3. A music processing program product, comprising a music processing program, characterized in that, This music processing program enables the computer to function as a music generation unit. The music generation unit uses a learning model to generate music. This learning model is obtained through machine learning based on learning music data and compositional information. The learning music data describes the musical score of a piece of music consisting of at least one melody and at least one chord. The compositional information represents the attributes of the elements that constitute the music data. The music generation unit has the following features: An encoder that uses the learning model to output the mean vector and variance vector of the latent variables corresponding to the input data, based on the input data; A latent variable processing unit processes the mean vector and variance vector to generate latent variables; as well as The decoder uses the learning model to output output data in the same form as the input data corresponding to the latent variables generated by the latent variable processing unit. The music generation unit accepts both input data and input parameters for operating on the properties of the music to be generated. The latent variable processing unit mixes noise corresponding to the combination of the variance vector and the operating parameters into the latent variables.

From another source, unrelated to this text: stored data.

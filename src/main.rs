use anyhow::Context;
use clap::Parser;
use std::net::SocketAddr;
use std::sync::Arc;
use std::time::Duration;

use tubesearch::api::{AppState, create_router};
use tubesearch::client::UpstreamClient;
use tubesearch::config::Config;
use tubesearch::query::QueryBuilder;
use tubesearch::render::PageRenderer;

/// Serve YouTube search results as a plain HTML page.
#[derive(Parser, Debug)]
#[command(version, about)]
struct Cli {
    /// Address to listen on (overrides BIND_ADDR)
    #[arg(long)]
    bind: Option<SocketAddr>,
    /// Search API endpoint (overrides YOUTUBE_API_URL)
    #[arg(long)]
    api_url: Option<String>,
    /// Upstream request timeout in seconds (overrides UPSTREAM_TIMEOUT_SECS)
    #[arg(long)]
    timeout_secs: Option<u64>,
}

#[tokio::main]
async fn main() -> anyhow::Result<()> {
    // Initialize tracing subscriber (also picks up log crate records)
    tracing_subscriber::fmt()
        .with_max_level(tracing::Level::INFO)
        .with_target(true)
        .init();

    let cli = Cli::parse();
    let mut config = Config::from_env()?;
    if let Some(bind) = cli.bind {
        config.bind_addr = bind;
    }
    if let Some(api_url) = cli.api_url {
        config.api_url = api_url;
    }
    if let Some(secs) = cli.timeout_secs {
        config.upstream_timeout = Some(Duration::from_secs(secs));
    }

    let state = Arc::new(AppState {
        query_builder: QueryBuilder::new(&config.api_url, config.api_key.clone())?,
        client: UpstreamClient::new(config.upstream_timeout)?,
        renderer: PageRenderer::new().context("loading page templates")?,
    });
    let app = create_router(state);

    let listener = tokio::net::TcpListener::bind(config.bind_addr)
        .await
        .with_context(|| format!("binding to {}", config.bind_addr))?;
    tracing::info!("listening on http://{}", config.bind_addr);

    axum::serve(listener, app)
        .with_graceful_shutdown(shutdown_signal())
        .await
        .context("running server")?;

    Ok(())
}

async fn shutdown_signal() {
    if let Err(e) = tokio::signal::ctrl_c().await {
        log::error!("failed to install Ctrl+C handler: {:#}", e);
    }
}
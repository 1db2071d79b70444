use axum::{
    extract::{Path, Request, State},
    middleware::Next,
    response::{Html, IntoResponse, Response},
};
use std::sync::Arc;
use std::time::Instant;

use crate::error::SearchError;
use crate::query::SearchRequest;
use crate::render::NO_RESULTS_BODY;

use super::AppState;
use super::models::SearchPath;

pub async fn search_handler(
    State(state): State<Arc<AppState>>,
    Path(path): Path<SearchPath>,
) -> Result<Response, SearchError> {
    let request = SearchRequest::from(path);
    log::info!(
        "handled params [q: {}, type: {}, maxResults: {}]",
        request.query,
        request.result_type,
        request.max_results
    );

    let url = state.query_builder.build(&request);
    let response = state.client.search(url).await?;

    if response.total_results == 0 {
        log::info!("{NO_RESULTS_BODY}");
        return Ok(NO_RESULTS_BODY.into_response());
    }

    let page = state.renderer.render_page(&response)?;
    Ok(Html(page).into_response())
}

/// Tags each request with a short id and logs it on the way in and out.
pub async fn log_request(request: Request, next: Next) -> Response {
    let request_id = nanoid::nanoid!(8);
    let method = request.method().clone();
    let uri = request.uri().clone();
    let start = Instant::now();
    log::info!("[{request_id}] {method} {uri}");

    let response = next.run(request).await;

    log::info!(
        "[{request_id}] {} in {}ms",
        response.status(),
        start.elapsed().as_millis()
    );
    response
}
use anyhow::{Context, Result};
use reqwest::{Client, Url};
use std::time::Duration;

use crate::data_models::{ApiErrorEnvelope, SearchListResponse, SearchResponse};
use crate::error::SearchError;

pub struct UpstreamClient {
    client: Client,
}

impl UpstreamClient {
    pub fn new(timeout: Option<Duration>) -> Result<Self> {
        let mut builder = Client::builder();
        if let Some(timeout) = timeout {
            builder = builder.timeout(timeout);
        }
        let client = builder.build().context("Failed to build HTTP client")?;
        Ok(Self { client })
    }

    /// Run one search against the API and decode the result.
    pub async fn search(&self, url: Url) -> Result<SearchResponse, SearchError> {
        let res = self.client.get(url).send().await?;
        let status = res.status();
        let body = res.bytes().await?;

        if !status.is_success() {
            let message = serde_json::from_slice::<ApiErrorEnvelope>(&body)
                .map(|envelope| envelope.error.message)
                .unwrap_or_else(|_| String::from_utf8_lossy(&body).into_owned());
            return Err(SearchError::Upstream {
                status: status.as_u16(),
                message,
            });
        }

        decode_response(&body)
    }
}

/// Decode a search API body. An `error` envelope on a 2xx body is still a failure.
pub fn decode_response(body: &[u8]) -> Result<SearchResponse, SearchError> {
    let raw: SearchListResponse = serde_json::from_slice(body)?;
    if let Some(error) = raw.error {
        return Err(SearchError::Upstream {
            status: error.code,
            message: error.message,
        });
    }
    log::info!(
        "decoded {} items ({} total results)",
        raw.items.len(),
        raw.page_info.total_results
    );
    Ok(raw.into())
}
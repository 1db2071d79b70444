use chrono::{DateTime, Utc};
use serde::{Deserialize, Serialize};
use std::collections::HashMap;

const KIND_PREFIX: &str = "youtube#";

// =============================================================================
// Wire types, as returned by the search API
// =============================================================================

#[derive(Debug, Clone, Default, Deserialize)]
#[serde(rename_all = "camelCase", default)]
pub struct SearchListResponse {
    pub kind: String,
    pub etag: String,
    pub next_page_token: Option<String>,
    pub page_info: PageInfo,
    pub region_code: Option<String>,
    pub items: Vec<Item>,
    pub error: Option<ApiError>,
}

#[derive(Debug, Clone, Copy, Default, Deserialize)]
#[serde(rename_all = "camelCase", default)]
pub struct PageInfo {
    pub total_results: u64,
    pub results_per_page: u64,
}

#[derive(Debug, Clone, Default, Deserialize)]
#[serde(default)]
pub struct Item {
    pub id: HashMap<String, String>,
    pub snippet: Snippet,
}

#[derive(Debug, Clone, Default, Deserialize)]
#[serde(rename_all = "camelCase", default)]
pub struct Snippet {
    pub published_at: String,
    pub channel_id: String,
    pub title: String,
    pub description: String,
    pub thumbnails: HashMap<String, Thumbnail>,
    pub channel_title: String,
}

#[derive(Debug, Clone, Default, Deserialize)]
#[serde(default)]
pub struct Thumbnail {
    pub url: String,
    pub width: u32,
    pub height: u32,
}

#[derive(Debug, Clone, Default, Deserialize)]
#[serde(default)]
pub struct ApiError {
    pub code: u16,
    pub message: String,
}

/// Body of a failed API call, `{"error": {...}}`.
#[derive(Debug, Clone, Deserialize)]
pub struct ApiErrorEnvelope {
    pub error: ApiError,
}

// =============================================================================
// Decoded results
// =============================================================================

#[derive(Debug, Clone, Copy, PartialEq, Eq)]
pub enum ItemKind {
    Video,
    Channel,
    Other,
}

impl ItemKind {
    /// Parses tags like `youtube#video`. Anything unrecognised is `Other`.
    pub fn from_tag(tag: &str) -> ItemKind {
        match tag.strip_prefix(KIND_PREFIX) {
            Some("video") => ItemKind::Video,
            Some("channel") => ItemKind::Channel,
            _ => ItemKind::Other,
        }
    }
}

#[derive(Debug, Clone, PartialEq)]
pub struct SearchItem {
    pub kind: ItemKind,
    pub id: HashMap<String, String>,
    pub title: String,
    pub description: String,
    pub thumbnail_url: String,
    pub channel_title: String,
    pub published_at: Option<DateTime<Utc>>,
}

impl From<Item> for SearchItem {
    fn from(item: Item) -> Self {
        let kind = item
            .id
            .get("kind")
            .map(|tag| ItemKind::from_tag(tag))
            .unwrap_or(ItemKind::Other);
        let thumbnail_url = item
            .snippet
            .thumbnails
            .get("default")
            .map(|t| t.url.clone())
            .unwrap_or_default();
        let published_at = DateTime::parse_from_rfc3339(&item.snippet.published_at)
            .ok()
            .map(|dt| dt.with_timezone(&Utc));

        SearchItem {
            kind,
            id: item.id,
            title: item.snippet.title,
            description: item.snippet.description,
            thumbnail_url,
            channel_title: item.snippet.channel_title,
            published_at,
        }
    }
}

#[derive(Debug, Clone, PartialEq)]
pub struct SearchResponse {
    pub total_results: u64,
    pub results_per_page: u64,
    pub next_page_token: Option<String>,
    pub region_code: Option<String>,
    pub items: Vec<SearchItem>,
}

impl From<SearchListResponse> for SearchResponse {
    fn from(raw: SearchListResponse) -> Self {
        SearchResponse {
            total_results: raw.page_info.total_results,
            results_per_page: raw.page_info.results_per_page,
            next_page_token: raw.next_page_token,
            region_code: raw.region_code,
            items: raw.items.into_iter().map(SearchItem::from).collect(),
        }
    }
}

/// HTML fragments for one search item, ready to be placed on the page.
#[derive(Debug, Clone, PartialEq, Eq, Serialize)]
pub struct RenderedItem {
    pub link: String,
    pub title_html: String,
    pub description_html: String,
    pub image_html: String,
    pub byline_html: String,
}
//! Normalizing path parameters into a [`SearchRequest`] and turning that into
//! the outbound search API URL.

use anyhow::{Context, Result};
use reqwest::Url;
use std::fmt;
use std::num::IntErrorKind;

pub const DEFAULT_MAX_RESULTS: u8 = 10;
pub const MAX_RESULTS_LIMIT: u8 = 50;

#[derive(Debug, Clone, Copy, PartialEq, Eq, Default)]
pub enum ResultType {
    #[default]
    Video,
    Channel,
    User,
}

impl ResultType {
    /// Unknown or missing types fall back to [`ResultType::Video`].
    pub fn parse_or_default(raw: Option<&str>) -> ResultType {
        match raw {
            Some("video") => ResultType::Video,
            Some("channel") => ResultType::Channel,
            Some("user") => ResultType::User,
            _ => ResultType::default(),
        }
    }

    pub fn as_str(&self) -> &'static str {
        match self {
            ResultType::Video => "video",
            ResultType::Channel => "channel",
            ResultType::User => "user",
        }
    }
}

impl fmt::Display for ResultType {
    fn fmt(&self, f: &mut fmt::Formatter<'_>) -> fmt::Result {
        f.write_str(self.as_str())
    }
}

/// Page size sent upstream, always within `1..=50`.
#[derive(Debug, Clone, Copy, PartialEq, Eq)]
pub struct MaxResults(u8);

impl MaxResults {
    /// Non-numeric or non-positive input becomes the default of 10, anything
    /// above the API limit is clamped to 50. Surrounding whitespace makes the
    /// value non-numeric.
    pub fn parse_or_default(raw: Option<&str>) -> MaxResults {
        let Some(raw) = raw else {
            return MaxResults::default();
        };
        match raw.parse::<i64>() {
            Ok(n) if n > MAX_RESULTS_LIMIT as i64 => MaxResults(MAX_RESULTS_LIMIT),
            Ok(n) if n >= 1 => MaxResults(n as u8),
            Ok(_) => MaxResults::default(),
            Err(e) if *e.kind() == IntErrorKind::PosOverflow => MaxResults(MAX_RESULTS_LIMIT),
            Err(e) => {
                log::info!("ignoring max results {raw:?}: {e}");
                MaxResults::default()
            }
        }
    }

    pub fn get(&self) -> u8 {
        self.0
    }
}

impl Default for MaxResults {
    fn default() -> Self {
        MaxResults(DEFAULT_MAX_RESULTS)
    }
}

impl fmt::Display for MaxResults {
    fn fmt(&self, f: &mut fmt::Formatter<'_>) -> fmt::Result {
        write!(f, "{}", self.0)
    }
}

#[derive(Debug, Clone, PartialEq, Eq)]
pub struct SearchRequest {
    pub query: String,
    pub result_type: ResultType,
    pub max_results: MaxResults,
}

impl SearchRequest {
    pub fn from_params(query: &str, result_type: Option<&str>, max_results: Option<&str>) -> Self {
        SearchRequest {
            query: query.to_string(),
            result_type: ResultType::parse_or_default(result_type),
            max_results: MaxResults::parse_or_default(max_results),
        }
    }
}

/// Builds search API URLs. The API key is fixed when the builder is created.
#[derive(Debug, Clone)]
pub struct QueryBuilder {
    base_url: Url,
    api_key: String,
}

impl QueryBuilder {
    pub fn new(base_url: &str, api_key: impl Into<String>) -> Result<Self> {
        let base_url =
            Url::parse(base_url).with_context(|| format!("invalid search API url: {base_url}"))?;
        Ok(QueryBuilder {
            base_url,
            api_key: api_key.into(),
        })
    }

    pub fn build(&self, request: &SearchRequest) -> Url {
        let mut url = self.base_url.clone();
        url.query_pairs_mut()
            .append_pair("part", "snippet")
            .append_pair("order", "relevance")
            .append_pair("key", &self.api_key)
            .append_pair("q", &request.query)
            .append_pair("type", request.result_type.as_str())
            .append_pair("maxResults", &request.max_results.to_string());
        url
    }
}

4. A music processing method for use by a music processing system, characterized in that, The music processing system includes a music generation unit. The music generation unit uses a learning model to generate music. This learning model is obtained through machine learning based on learning music data and compositional information. The learning music data describes the musical score of a piece of music consisting of at least one melody and at least one chord. The compositional information represents the attributes of the elements that constitute the music data. The music generation unit has the following features: An encoder that uses the learning model to output the mean vector and variance vector of the latent variables corresponding to the input data, based on the input data; A latent variable processing unit processes the mean vector and variance vector to generate latent variables; as well as The decoder uses the learning model to output output data in the same form as the input data corresponding to the latent variables generated by the latent variable processing unit. The music generation unit accepts both input data and input parameters for operating on the properties of the music to be generated. The latent variable processing unit mixes noise corresponding to the combination of the variance vector and the operating parameters into the latent variables.